── Provided records
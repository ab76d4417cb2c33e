//! Atomic hardware capability traits
//!
//! `PulseAxis` is the single capability shared by everything that positions one motorized
//! axis in native pulses. Code written against the trait (unit conversion, scan loops,
//! tests) works equally with a live `AxisView`, a view over a simulated controller, or a
//! borrowed handle.
//!
//! # Design
//!
//! - Positions and distances are signed pulse counts
//! - Methods take `&self`; implementations serialize their own I/O
//! - `wait_until_ready` should give up after a bounded time

use crate::error::{StageError, StageResult};
use crate::hardware::axis::AxisView;
use crate::hardware::transport::Transport;
use crate::hardware::types::Axis;

/// Capability: one axis positioned in pulses
///
/// # Contract
/// - `move_absolute_pulses` / `move_relative_pulses` return once the move is accepted, or
///   once it has finished when the implementation waits automatically
/// - `position` never returns a cached value
pub trait PulseAxis {
    fn axis(&self) -> Axis;

    /// Current position in pulses
    fn position(&self) -> StageResult<i64>;

    /// Move to an absolute pulse position
    fn move_absolute_pulses(&self, target: i64) -> StageResult<()>;

    /// Move by a signed pulse distance
    fn move_relative_pulses(&self, delta: i64) -> StageResult<()>;

    /// Return to the mechanical origin
    fn reset(&self) -> StageResult<()>;

    /// `true` when the axis is at rest
    fn is_ready(&self) -> StageResult<bool>;

    /// Block until the axis is at rest
    fn wait_until_ready(&self) -> StageResult<()>;

    /// Stop motion in progress
    ///
    /// Default implementation reports the operation as unsupported.
    fn stop(&self) -> StageResult<()> {
        Err(StageError::InvalidParameter(format!(
            "axis {} does not support stop",
            self.axis()
        )))
    }
}

impl<A: PulseAxis + ?Sized> PulseAxis for &A {
    fn axis(&self) -> Axis {
        (**self).axis()
    }

    fn position(&self) -> StageResult<i64> {
        (**self).position()
    }

    fn move_absolute_pulses(&self, target: i64) -> StageResult<()> {
        (**self).move_absolute_pulses(target)
    }

    fn move_relative_pulses(&self, delta: i64) -> StageResult<()> {
        (**self).move_relative_pulses(delta)
    }

    fn reset(&self) -> StageResult<()> {
        (**self).reset()
    }

    fn is_ready(&self) -> StageResult<bool> {
        (**self).is_ready()
    }

    fn wait_until_ready(&self) -> StageResult<()> {
        (**self).wait_until_ready()
    }

    fn stop(&self) -> StageResult<()> {
        (**self).stop()
    }
}

impl<T: Transport> PulseAxis for AxisView<'_, T> {
    fn axis(&self) -> Axis {
        AxisView::axis(self)
    }

    fn position(&self) -> StageResult<i64> {
        AxisView::position(self)
    }

    fn move_absolute_pulses(&self, target: i64) -> StageResult<()> {
        AxisView::move_absolute_pulses(self, target)
    }

    fn move_relative_pulses(&self, delta: i64) -> StageResult<()> {
        AxisView::move_relative_pulses(self, delta)
    }

    fn reset(&self) -> StageResult<()> {
        AxisView::reset(self)
    }

    fn is_ready(&self) -> StageResult<bool> {
        AxisView::is_ready(self)
    }

    fn wait_until_ready(&self) -> StageResult<()> {
        AxisView::wait_until_ready(self).map(|_| ())
    }

    fn stop(&self) -> StageResult<()> {
        AxisView::stop(self)
    }
}
impl Transport for MockTransport {
    fn write_line(&mut self, line: &[u8]) -> Result<(), TransportError> {
        let mut script = lock(&self.script);
        match script.writes_left {
            Some(0) => {
                return Err(TransportError::Write(std::io::Error::new(
                    std::io::ErrorKind::BrokenPipe,
                    "mock write failure",
                )));
            }
            Some(ref mut left) => *left -= 1,
            None => {}
        }
        script.written.push(written_line(line));
        Ok(())
    }

    fn read_line(&mut self, timeout: Duration) -> Result<Vec<u8>, TransportError> {
        match lock(&self.script).replies.pop_front() {
            Some(Reply::Line(line)) => Ok(strip_terminator(line.into_bytes())),
            Some(Reply::Timeout) | None => Err(TransportError::ReadTimeout(timeout)),
        }
    }

    fn describe(&self) -> String {
        "mock".to_string()
    }
}

// =============================================================================
// SimulatedController - behavioural controller model
// =============================================================================

/// Pulses a jogging axis travels per status2 poll.
const JOG_STEP: i64 = 100;

#[derive(Debug, Clone, Copy, PartialEq, Eq)]
enum Loaded {
    Relative(i64),
    Absolute(i64),
    Jog(Direction),
}

#[derive(Debug, Clone, Copy, PartialEq, Eq)]
enum Motion {
    /// Travelling to `target`; reports busy for `remaining` more status2 polls
    To { target: i64, remaining: u32 },
    Jog(Direction),
}

#[derive(Debug, Clone, Copy)]
struct SimAxis {
    position: i64,
    loaded: Option<Loaded>,
    motion: Option<Motion>,
    energized: bool,
    speed: SpeedProfile,
}

impl Default for SimAxis {
    fn default() -> Self {
        Self {
            position: 0,
            loaded: None,
            motion: None,
            energized: true,
            speed: SpeedProfile::default(),
        }
    }
}

#[derive(Debug)]
struct SimState {
    model: ControllerModel,
    axes: [SimAxis; 2],
    settle_polls: u32,
    last_ack: CommandAck,
    outputs: u8,
    inputs: u8,
    rom_version: String,
    revision: String,
    outbox: VecDeque<String>,
    written: Vec<String>,
}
────
Among the records above, repeat exactly the line with "AxisView::is_ready(self)", the line with "Some(ref mut left)", and every line in between, and only those.

__Written answer__.
        AxisView::is_ready(self)
    }

    fn wait_until_ready(&self) -> StageResult<()> {
        AxisView::wait_until_ready(self).map(|_| ())
    }

    fn stop(&self) -> StageResult<()> {
        AxisView::stop(self)
    }
}
impl Transport for MockTransport {
    fn write_line(&mut self, line: &[u8]) -> Result<(), TransportError> {
        let mut script = lock(&self.script);
        match script.writes_left {
            Some(0) => {
                return Err(TransportError::Write(std::io::Error::new(
                    std::io::ErrorKind::BrokenPipe,
                    "mock write failure",
                )));
            }
            Some(ref mut left) => *left -= 1,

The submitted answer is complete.